Chuck Todd Annoys Progressives By Calling Public Option A 'Fetish'

NBC's First Thoughts, written by Chuck Todd, referred to the left's obsession with the "public option" portion of Obamacare and the left take that to mean that Todd is calling them some type of deviants.

Todd:

Fixing the public option fetish: But the speech also will be a failure if progressives -- Obama’s second audience tonight -- are still obsessing over the public option a week from now. We've said this before and we'll say it again: Obama never made the public option the focus of his health-care ideas, in the primaries or in general election. In fact, he never uttered the words "public option" or "public plan" in his big campaign speeches on health care. But there is no doubt that the public option has fired up the left, and how he sells them near-universal coverage and lower costs -- even if it means no public plan -- could very well be the trickiest part of tonight's speech. Indeed, that the White House allowed this to become the be-all, end-all on the left ("Public option or die!") remains a mystery. On TODAY this morning, White House Press Secretary Robert Gibbs said that “there can be no reform without adequate choice and competition,” but didn’t say that choice and competition had to come from a public option.

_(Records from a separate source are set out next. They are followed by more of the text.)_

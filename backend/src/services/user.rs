//! User service for registration and sessions
//!
//! Password hashing and verification run on the blocking thread pool; the
//! JWT service is passed by reference with its keys already derived.

use super::f64_to_dec;
use super::profile::{profile_from_record, validate_biometrics, Biometrics};
use crate::auth::{JwtService, PasswordService};
use crate::error::ApiError;
use crate::repositories::{CreateUser, UserRecord, UserRepository};
use calorie_tracker_shared::health_metrics::{suggested_target_calories, HealthProfile};
use calorie_tracker_shared::types::{AuthResponse, LoginRequest, RegisterRequest, UserProfile};
use calorie_tracker_shared::validation::{labelled, validate_email, validate_password};
use sqlx::PgPool;
use tracing::info;
use uuid::Uuid;
use validator::ValidateEmail;

/// Emails are matched case-insensitively
fn normalize_email(email: &str) -> String {
    email.trim().to_lowercase()
}

fn validate_credentials(email: &str, password: &str) -> Result<(), ApiError> {
    validate_email(email).map_err(|m| ApiError::Validation(labelled("email", m)))?;
    if !email.validate_email() {
        return Err(ApiError::Validation(labelled(
            "email",
            "Invalid email format".to_string(),
        )));
    }
    validate_password(password).map_err(|m| ApiError::Validation(labelled("password", m)))
}

/// Target stored at registration: the one supplied, else the suggestion
/// when every biometric is known
fn initial_target(req: &RegisterRequest) -> Option<i32> {
    req.target_calories.or_else(|| {
        HealthProfile::from_parts(req.height, req.weight, req.age, req.sex, req.activity_level)
            .map(|profile| suggested_target_calories(&profile))
    })
}

fn is_unique_violation(err: &anyhow::Error) -> bool {
    err.downcast_ref::<sqlx::Error>()
        .and_then(|e| e.as_database_error())
        .map(|db_err| db_err.is_unique_violation())
        .unwrap_or(false)
}

/// User service for authentication operations
pub struct UserService;

impl UserService {
    fn issue_tokens(
        jwt_service: &JwtService,
        user_id: Uuid,
        user: Option<UserProfile>,
    ) -> Result<AuthResponse, ApiError> {
        let token = jwt_service
            .generate_access_token(user_id)
            .map_err(ApiError::Internal)?;
        let refresh_token = jwt_service
            .generate_refresh_token(user_id)
            .map_err(ApiError::Internal)?;

        Ok(AuthResponse {
            token,
            refresh_token,
            token_type: "Bearer".to_string(),
            expires_in: jwt_service.access_token_expiry_secs(),
            user_id: user_id.to_string(),
            user,
        })
    }

    /// Register a new user
    pub async fn register(
        pool: &PgPool,
        jwt_service: &JwtService,
        req: RegisterRequest,
    ) -> Result<AuthResponse, ApiError> {
        let email = normalize_email(&req.email);
        validate_credentials(&email, &req.password)?;
        validate_biometrics(&Biometrics {
            age: req.age,
            height: req.height,
            weight: req.weight,
            target_calories: req.target_calories,
        })?;

        if UserRepository::email_exists(pool, &email)
            .await
            .map_err(ApiError::Internal)?
        {
            return Err(ApiError::Conflict("Email already registered".to_string()));
        }

        let target_calories = initial_target(&req);
        let password_hash = PasswordService::hash_async(req.password)
            .await
            .map_err(ApiError::Internal)?;

        let user = UserRepository::create(
            pool,
            CreateUser {
                email,
                password_hash,
                age: req.age,
                sex: req.sex.map(|s| s.as_str().to_string()),
                height_cm: req.height.map(f64_to_dec),
                weight_kg: req.weight.map(f64_to_dec),
                activity_level: req.activity_level.map(|a| a.as_str().to_string()),
                target_calories,
            },
        )
        .await
        .map_err(|e| {
            // Lost a race with a concurrent registration
            if is_unique_violation(&e) {
                ApiError::Conflict("Email already registered".to_string())
            } else {
                ApiError::Internal(e)
            }
        })?;

        info!(user_id = %user.id, "User registered");
        let user_id = user.id;
        Self::issue_tokens(jwt_service, user_id, Some(profile_from_record(user)))
    }

    /// Login with email and password
    pub async fn login(
        pool: &PgPool,
        jwt_service: &JwtService,
        req: LoginRequest,
    ) -> Result<AuthResponse, ApiError> {
        let email = normalize_email(&req.email);
        let user: UserRecord = UserRepository::find_by_email(pool, &email)
            .await
            .map_err(ApiError::Internal)?
            .ok_or_else(|| ApiError::Unauthorized("Invalid credentials".to_string()))?;

        let valid = PasswordService::verify_async(req.password, user.password_hash.clone())
            .await
            .map_err(ApiError::Internal)?;

        if !valid {
            return Err(ApiError::Unauthorized("Invalid credentials".to_string()));
        }

        let user_id = user.id;
        Self::issue_tokens(jwt_service, user_id, Some(profile_from_record(user)))
    }

    /// Exchange a refresh token for a new token pair
    pub async fn refresh_token(
        pool: &PgPool,
        jwt_service: &JwtService,
        refresh_token: &str,
    ) -> Result<AuthResponse, ApiError> {
        let claims = jwt_service
            .validate_refresh_token(refresh_token)
            .map_err(|e| ApiError::Unauthorized(format!("Invalid refresh token: {}", e)))?;

        let user_id = claims
            .user_id()
            .map_err(|_| ApiError::Unauthorized("Invalid user ID in token".to_string()))?;

        // The account may have been removed since the token was issued
        UserRepository::find_by_id(pool, user_id)
            .await
            .map_err(ApiError::Internal)?
            .ok_or_else(|| ApiError::Unauthorized("User not found".to_string()))?;

        Self::issue_tokens(jwt_service, user_id, None)
    }
}
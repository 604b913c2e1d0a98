//! Calorie Tracker backend
//!
//! Layered as routes -> services -> repositories over PostgreSQL, with an
//! outbound Nutritionix client and an optional Redis cache for food search.

use anyhow::Result;
use calorie_tracker_backend::{config, db, routes, state::AppState};
use redis::aio::ConnectionManager;
use tokio::signal;
use tracing::{error, info, warn};
use tracing_subscriber::{layer::SubscriberExt, util::SubscriberInitExt};

#[tokio::main]
async fn main() -> Result<()> {
    dotenvy::dotenv().ok();

    init_tracing();

    let config = config::AppConfig::load()?;

    info!(
        version = env!("CARGO_PKG_VERSION"),
        env = if config::AppConfig::is_production() { "production" } else { "development" },
        "Starting Calorie Tracker backend"
    );

    if config::AppConfig::is_production() {
        validate_production_config(&config)?;
    }
    if config.nutritionix.has_placeholder_credentials() {
        warn!("Nutritionix credentials are not configured; food search will serve fallback foods");
    }

    info!("Connecting to database...");
    let db_pool = db::create_pool(&config.database).await?;

    // Production runs migrations as a separate job
    if !config::AppConfig::is_production() {
        db::run_migrations(&db_pool).await?;
    }

    let redis_conn = if config.search_cache.enabled {
        connect_redis(&config.redis.url).await
    } else {
        info!("Search cache disabled by configuration");
        None
    };

    let state = AppState::new(db_pool, redis_conn, config.clone())?;
    let app = routes::create_router(state);

    let addr = format!("{}:{}", config.server.host, config.server.port);
    info!(address = %addr, "Server listening");

    let listener = tokio::net::TcpListener::bind(&addr).await?;

    axum::serve(listener, app)
        .with_graceful_shutdown(shutdown_signal())
        .await?;

    info!("Server shutdown complete");
    Ok(())
}

/// Connect to Redis, or `None` so the app runs without caching
async fn connect_redis(url: &str) -> Option<ConnectionManager> {
    info!("Connecting to Redis...");

    let client = match redis::Client::open(url) {
        Ok(client) => client,
        Err(e) => {
            warn!("Invalid Redis URL: {}. Search caching disabled.", e);
            return None;
        }
    };

    match ConnectionManager::new(client).await {
        Ok(conn) => {
            info!("Redis connection established");
            Some(conn)
        }
        Err(e) => {
            warn!("Failed to connect to Redis: {}. Search caching disabled.", e);
            None
        }
    }
}

fn init_tracing() {
    let env_filter = tracing_subscriber::EnvFilter::try_from_default_env().unwrap_or_else(|_| {
        if config::AppConfig::is_production() {
            "calorie_tracker_backend=info,tower_http=info".into()
        } else {
            "calorie_tracker_backend=debug,tower_http=debug,sqlx=warn".into()
        }
    });

    let subscriber = tracing_subscriber::registry().with(env_filter);

    if config::AppConfig::is_production() {
        subscriber
            .with(tracing_subscriber::fmt::layer().json())
            .init();
    } else {
        subscriber
            .with(tracing_subscriber::fmt::layer().pretty())
            .init();
    }
}

/// Reject configuration that must not reach production
fn validate_production_config(config: &config::AppConfig) -> Result<()> {
    let mut errors = Vec::new();

    if config.jwt.secret.contains("development") || config.jwt.secret.len() < 32 {
        errors.push("JWT secret must be at least 32 characters and not contain 'development'");
    }

    if config.database.url.contains("localhost") || config.database.url.contains("127.0.0.1") {
        warn!("Database URL contains localhost - ensure this is intentional for production");
    }

    if !errors.is_empty() {
        for err in &errors {
            error!("Configuration error: {}", err);
        }
        anyhow::bail!("Invalid production configuration");
    }

    Ok(())
}

async fn shutdown_signal() {
    let ctrl_c = async {
        if let Err(e) = signal::ctrl_c().await {
            error!("Failed to listen for Ctrl+C: {}", e);
            std::future::pending::<()>().await;
        }
    };

    #[cfg(unix)]
    let terminate = async {
        match signal::unix::signal(signal::unix::SignalKind::terminate()) {
            Ok(mut sig) => {
                sig.recv().await;
            }
            Err(e) => {
                error!("Failed to install SIGTERM handler: {}", e);
                std::future::pending::<()>().await;
            }
        }
    };

    #[cfg(not(unix))]
    let terminate = std::future::pending::<()>();

    tokio::select! {
        _ = ctrl_c => {
            info!("Received Ctrl+C, starting graceful shutdown");
        }
        _ = terminate => {
            info!("Received SIGTERM, starting graceful shutdown");
        }
    }
}
//! Food entry repository
//!
//! Writes take a `PgConnection` so callers can run them inside the same
//! transaction that refreshes the day's totals.

use anyhow::Result;
use chrono::{DateTime, NaiveDate, Utc};
use rust_decimal::Decimal;
use sqlx::{PgConnection, PgPool};
use uuid::Uuid;

/// Food entry row; nutrient values are per serving
#[derive(Debug, Clone, sqlx::FromRow)]
pub struct FoodEntry {
    pub id: Uuid,
    pub user_id: Uuid,
    pub food_name: String,
    pub calories: Decimal,
    pub protein: Decimal,
    pub carbs: Decimal,
    pub fat: Decimal,
    pub serving_size: Option<String>,
    pub quantity: Decimal,
    pub date: NaiveDate,
    pub created_at: DateTime<Utc>,
}

/// Input for logging food
#[derive(Debug, Clone)]
pub struct CreateFoodEntry {
    pub user_id: Uuid,
    pub food_name: String,
    pub calories: Decimal,
    pub protein: Decimal,
    pub carbs: Decimal,
    pub fat: Decimal,
    pub serving_size: Option<String>,
    pub quantity: Decimal,
    pub date: NaiveDate,
}

const ENTRY_COLUMNS: &str = "id, user_id, food_name, calories, protein, carbs, fat, \
                             serving_size, quantity, date, created_at";

/// Food entry repository
pub struct FoodEntryRepository;

impl FoodEntryRepository {
    /// Insert an entry
    pub async fn create(conn: &mut PgConnection, input: CreateFoodEntry) -> Result<FoodEntry> {
        let entry = sqlx::query_as::<_, FoodEntry>(&format!(
            r#"
            INSERT INTO food_entries (user_id, food_name, calories, protein, carbs, fat,
                                      serving_size, quantity, date)
            VALUES ($1, $2, $3, $4, $5, $6, $7, $8, $9)
            RETURNING {ENTRY_COLUMNS}
            "#
        ))
        .bind(input.user_id)
        .bind(input.food_name)
        .bind(input.calories)
        .bind(input.protein)
        .bind(input.carbs)
        .bind(input.fat)
        .bind(input.serving_size)
        .bind(input.quantity)
        .bind(input.date)
        .fetch_one(&mut *conn)
        .await?;

        Ok(entry)
    }

    /// Entries for one day, newest first
    pub async fn list_by_date(pool: &PgPool, user_id: Uuid, date: NaiveDate) -> Result<Vec<FoodEntry>> {
        let entries = sqlx::query_as::<_, FoodEntry>(&format!(
            r#"
            SELECT {ENTRY_COLUMNS}
            FROM food_entries
            WHERE user_id = $1 AND date = $2
            ORDER BY created_at DESC
            "#
        ))
        .bind(user_id)
        .bind(date)
        .fetch_all(pool)
        .await?;

        Ok(entries)
    }

    /// Change an entry's quantity; `None` if the user has no such entry
    pub async fn update_quantity(
        conn: &mut PgConnection,
        user_id: Uuid,
        id: Uuid,
        quantity: Decimal,
    ) -> Result<Option<FoodEntry>> {
        let entry = sqlx::query_as::<_, FoodEntry>(&format!(
            r#"
            UPDATE food_entries SET quantity = $3
            WHERE id = $1 AND user_id = $2
            RETURNING {ENTRY_COLUMNS}
            "#
        ))
        .bind(id)
        .bind(user_id)
        .bind(quantity)
        .fetch_optional(&mut *conn)
        .await?;

        Ok(entry)
    }

    /// Delete an entry, returning the date it was logged on
    pub async fn delete(conn: &mut PgConnection, user_id: Uuid, id: Uuid) -> Result<Option<NaiveDate>> {
        let date = sqlx::query_scalar::<_, NaiveDate>(
            r#"
            DELETE FROM food_entries
            WHERE id = $1 AND user_id = $2
            RETURNING date
            "#,
        )
        .bind(id)
        .bind(user_id)
        .fetch_optional(&mut *conn)
        .await?;

        Ok(date)
    }
}
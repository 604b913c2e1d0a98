//! Business logic services
//!
//! Services encapsulate business logic and coordinate between
//! repositories and external systems.

pub mod food_log;
pub mod food_search;
pub mod profile;
pub mod user;

pub use food_log::FoodLogService;
pub use food_search::FoodSearchService;
pub use profile::ProfileService;
pub use user::UserService;

use rust_decimal::prelude::ToPrimitive;
use rust_decimal::Decimal;

/// Convert a NUMERIC column value for the API
pub(crate) fn dec_to_f64(d: Decimal) -> f64 {
    d.to_f64().unwrap_or(0.0)
}

/// Convert an API number for a NUMERIC column
pub(crate) fn f64_to_dec(f: f64) -> Decimal {
    Decimal::try_from(f).unwrap_or(Decimal::ZERO)
}
//! User profile routes
//!
//! Every handler checks that the path id belongs to the caller.

use crate::auth::AuthUser;
use crate::error::ApiResult;
use crate::services::ProfileService;
use crate::state::AppState;
use axum::{
    extract::{Path, State},
    routing::get,
    Json, Router,
};
use calorie_tracker_shared::types::{CalorieTargetResponse, UpdateProfileRequest, UserProfile};
use uuid::Uuid;

/// Create user routes
pub fn user_routes() -> Router<AppState> {
    Router::new()
        .route("/:id", get(get_profile).put(update_profile))
        .route("/:id/calorie-target", get(calorie_target))
}

/// GET /api/user/:id
async fn get_profile(
    State(state): State<AppState>,
    auth: AuthUser,
    Path(id): Path<Uuid>,
) -> ApiResult<Json<UserProfile>> {
    auth.ensure_owner(id)?;
    let profile = ProfileService::get_profile(state.db(), id).await?;
    Ok(Json(profile))
}

/// PUT /api/user/:id
async fn update_profile(
    State(state): State<AppState>,
    auth: AuthUser,
    Path(id): Path<Uuid>,
    Json(req): Json<UpdateProfileRequest>,
) -> ApiResult<Json<UserProfile>> {
    auth.ensure_owner(id)?;
    let profile = ProfileService::update_profile(state.db(), id, req).await?;
    Ok(Json(profile))
}

/// GET /api/user/:id/calorie-target
async fn calorie_target(
    State(state): State<AppState>,
    auth: AuthUser,
    Path(id): Path<Uuid>,
) -> ApiResult<Json<CalorieTargetResponse>> {
    auth.ensure_owner(id)?;
    let target = ProfileService::calorie_target(state.db(), id).await?;
    Ok(Json(target))
}
//! Database connection and pool management
//!
//! Pool sizing and timeouts come from `DatabaseConfig`.

use crate::config::DatabaseConfig;
use anyhow::Result;
use sqlx::postgres::{PgConnectOptions, PgPool, PgPoolOptions};
use std::str::FromStr;
use std::time::Duration;
use tracing::{info, warn};

fn pool_options(config: &DatabaseConfig) -> PgPoolOptions {
    PgPoolOptions::new()
        .max_connections(config.max_connections)
        .min_connections(config.min_connections.min(config.max_connections))
        .acquire_timeout(Duration::from_secs(config.acquire_timeout_secs))
        .idle_timeout(Duration::from_secs(config.idle_timeout_secs))
        .max_lifetime(Duration::from_secs(config.max_lifetime_secs))
        .test_before_acquire(true)
}

/// Create the PostgreSQL connection pool
pub async fn create_pool(config: &DatabaseConfig) -> Result<PgPool> {
    let connect_options = PgConnectOptions::from_str(&config.url)?
        .application_name("calorie-tracker");

    let pool = pool_options(config).connect_with(connect_options).await?;

    info!(
        max = config.max_connections,
        min = config.min_connections,
        "Database pool created"
    );

    Ok(pool)
}

/// Run embedded migrations
pub async fn run_migrations(pool: &PgPool) -> Result<()> {
    info!("Running database migrations...");
    sqlx::migrate!("./migrations").run(pool).await?;
    info!("Database migrations completed");
    Ok(())
}

/// Round-trip a trivial query
pub async fn health_check(pool: &PgPool) -> Result<()> {
    sqlx::query("SELECT 1")
        .execute(pool)
        .await
        .map(|_| ())
        .map_err(|e| {
            warn!("Database health check failed: {}", e);
            e.into()
        })
}
//! JWT session tokens
//!
//! Access and refresh tokens are HS256-signed and carry the user id in `sub`.
//! Keys are derived once from the configured secret and shared via `Arc`.

use anyhow::{anyhow, Result};
use chrono::{Duration, Utc};
use jsonwebtoken::{decode, encode, DecodingKey, EncodingKey, Header, Validation};
use serde::{Deserialize, Serialize};
use std::sync::Arc;
use uuid::Uuid;

/// Kind of session token
#[derive(Debug, Clone, Copy, PartialEq, Eq, Serialize, Deserialize)]
#[serde(rename_all = "lowercase")]
pub enum TokenType {
    Access,
    Refresh,
}

/// JWT claims
#[derive(Debug, Clone, Serialize, Deserialize)]
pub struct Claims {
    /// Subject (user ID)
    pub sub: String,
    /// Expiration time (Unix timestamp)
    pub exp: i64,
    /// Issued at (Unix timestamp)
    pub iat: i64,
    pub token_type: TokenType,
}

impl Claims {
    /// User id carried in `sub`
    pub fn user_id(&self) -> Result<Uuid> {
        Uuid::parse_str(&self.sub).map_err(|_| anyhow!("Invalid user ID in token"))
    }
}

#[derive(Clone)]
struct JwtKeys {
    encoding: Arc<EncodingKey>,
    decoding: Arc<DecodingKey>,
}

impl JwtKeys {
    fn new(secret: &str) -> Self {
        Self {
            encoding: Arc::new(EncodingKey::from_secret(secret.as_bytes())),
            decoding: Arc::new(DecodingKey::from_secret(secret.as_bytes())),
        }
    }
}

/// JWT service for token operations
///
/// Create once at startup and keep in `AppState`; cloning is cheap.
#[derive(Clone)]
pub struct JwtService {
    keys: JwtKeys,
    access_token_expiry_secs: i64,
    refresh_token_expiry_secs: i64,
}

impl JwtService {
    pub fn new(secret: &str, access_token_expiry_secs: i64, refresh_token_expiry_secs: i64) -> Self {
        Self {
            keys: JwtKeys::new(secret),
            access_token_expiry_secs,
            refresh_token_expiry_secs,
        }
    }

    /// Generate an access token for a user
    #[inline]
    pub fn generate_access_token(&self, user_id: Uuid) -> Result<String> {
        self.generate_token(user_id, TokenType::Access, self.access_token_expiry_secs)
    }

    /// Generate a refresh token for a user
    #[inline]
    pub fn generate_refresh_token(&self, user_id: Uuid) -> Result<String> {
        self.generate_token(user_id, TokenType::Refresh, self.refresh_token_expiry_secs)
    }

    fn generate_token(&self, user_id: Uuid, token_type: TokenType, expiry_secs: i64) -> Result<String> {
        let now = Utc::now();
        let exp = now + Duration::seconds(expiry_secs);

        let claims = Claims {
            sub: user_id.to_string(),
            exp: exp.timestamp(),
            iat: now.timestamp(),
            token_type,
        };

        encode(&Header::default(), &claims, &self.keys.encoding)
            .map_err(|e| anyhow!("Failed to generate {:?} token: {}", token_type, e))
    }

    /// Validate signature and expiry, returning the claims
    pub fn validate_token(&self, token: &str) -> Result<Claims> {
        let token_data = decode::<Claims>(token, &self.keys.decoding, &Validation::default())
            .map_err(|e| anyhow!("Invalid token: {}", e))?;

        Ok(token_data.claims)
    }

    /// Validate a token and require the given type
    pub fn validate_typed(&self, token: &str, expected: TokenType) -> Result<Claims> {
        let claims = self.validate_token(token)?;
        if claims.token_type != expected {
            return Err(anyhow!("Expected {:?} token", expected));
        }
        Ok(claims)
    }

    #[inline]
    pub fn validate_access_token(&self, token: &str) -> Result<Claims> {
        self.validate_typed(token, TokenType::Access)
    }

    #[inline]
    pub fn validate_refresh_token(&self, token: &str) -> Result<Claims> {
        self.validate_typed(token, TokenType::Refresh)
    }

    /// Access token lifetime in seconds
    #[inline]
    pub fn access_token_expiry_secs(&self) -> i64 {
        self.access_token_expiry_secs
    }
}
fn row_to_task(row: TaskRow) -> TaskStoreResult<Task> {
    let TaskRow {
        id,
        task_type: persisted_type,
        script_name,
        target_id,
        target_type,
        runner_type: persisted_runner,
        start_time,
        completed_at,
        input,
        output,
        error,
        status: persisted_status,
        context,
        poll_results: persisted_polls,
        poll_count: persisted_poll_count,
        progress: persisted_progress,
        msg,
        options,
        user_id,
        completed_user_id,
        created_at,
        updated_at,
    } = row;

    let task_type =
        TaskType::new(persisted_type).map_err(TaskStoreError::invalid_persisted_data)?;
    let target =
        TaskTarget::new(target_id, target_type).map_err(TaskStoreError::invalid_persisted_data)?;
    let runner_type = RunnerType::try_from(persisted_runner.as_str())
        .map_err(TaskStoreError::invalid_persisted_data)?;
    let status = TaskStatus::try_from(persisted_status.as_str())
        .map_err(TaskStoreError::invalid_persisted_data)?;
    let poll_results = serde_json::from_value::<Vec<PollRecord>>(persisted_polls)
        .map_err(TaskStoreError::invalid_persisted_data)?;
    let poll_count =
        u32::try_from(persisted_poll_count).map_err(TaskStoreError::invalid_persisted_data)?;
    let progress =
        u8::try_from(persisted_progress).map_err(TaskStoreError::invalid_persisted_data)?;

    Ok(Task::from_persisted(PersistedTaskData {
        id: TaskId::from_uuid(id),
        task_type,
        script_name,
        target,
        runner_type,
        start_time,
        completed_at,
        input,
        output,
        error,
        status,
        context,
        poll_results,
        poll_count,
        progress: Progress::new(progress),
        msg,
        options,
        user_id: user_id.map(UserId::new),
        completed_user_id: completed_user_id.map(UserId::new),
        created_at,
        updated_at,
    }))
}
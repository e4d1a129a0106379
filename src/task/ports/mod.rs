//! Port contracts for the task execution engine.
//!
//! Ports define infrastructure-agnostic interfaces used by task services:
//! persistence on one side, handler modules and completion callbacks on the
//! other.

pub mod handler;
pub mod store;

pub use handler::{
    CallbackError, CompletionCallback, ExecutionContext, ExecutionContextError, HandlerError,
    HandlerOutcome, HandlerResult, PollError, PollOptions, PollProbe, ProbeError, Suspension,
    TaskHandler,
};
pub use store::{TaskStore, TaskStoreError, TaskStoreResult};
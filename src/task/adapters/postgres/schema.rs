//! Diesel schema for task persistence.

diesel::table! {
    /// Task records.
    tasks (id) {
        /// Task identifier.
        id -> Uuid,
        /// Handler and callback selector.
        #[max_length = 255]
        task_type -> Varchar,
        /// Optional handler variant.
        #[max_length = 255]
        script_name -> Nullable<Varchar>,
        /// Target object identifier.
        #[max_length = 255]
        target_id -> Varchar,
        /// Target object type.
        #[max_length = 255]
        target_type -> Varchar,
        /// `manual` or `system`.
        #[max_length = 20]
        runner_type -> Varchar,
        /// Earliest dispatch time.
        start_time -> Timestamptz,
        /// Completion timestamp.
        completed_at -> Nullable<Timestamptz>,
        /// Handler input payload.
        input -> Jsonb,
        /// Final result payload.
        output -> Nullable<Jsonb>,
        /// Failure report.
        error -> Nullable<Jsonb>,
        /// Lifecycle status.
        #[max_length = 20]
        status -> Varchar,
        /// Continuation context.
        context -> Jsonb,
        /// Poll history of the current attempt.
        poll_results -> Jsonb,
        /// Poll attempts in the current attempt.
        poll_count -> Int4,
        /// Advisory progress percentage.
        progress -> Int2,
        /// Free-text message.
        msg -> Nullable<Text>,
        /// Handler options.
        options -> Jsonb,
        /// Creator.
        #[max_length = 255]
        user_id -> Nullable<Varchar>,
        /// Operator who resolved the task.
        #[max_length = 255]
        completed_user_id -> Nullable<Varchar>,
        /// Creation timestamp.
        created_at -> Timestamptz,
        /// Last update timestamp.
        updated_at -> Timestamptz,
    }
}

Instead of focusing on the actual meaning behind Todd's statement below the bolded title portion, the left is freaking out about the title of that paragraph.

Crooks and Liars:

You will never hear anything like this said about conservatives. Passionately supporting a piece of legislation that we consider vital to real health care reform is now considered a fetish by NBC. WTF is that?
Craig Crawford:

NBC News calls the public option a "fetish." Providing insurance to Americans who cannot afford or obtain coverage is a fetish? A fetish? Have things gone so awry that health care for all is considered a deviant concept. Seems to me that big media's knee-jerk defense of the status quo is the real fetish.




Obsession is such a better word I guess because I don't see any complaints nor denials from the left, so far, over that.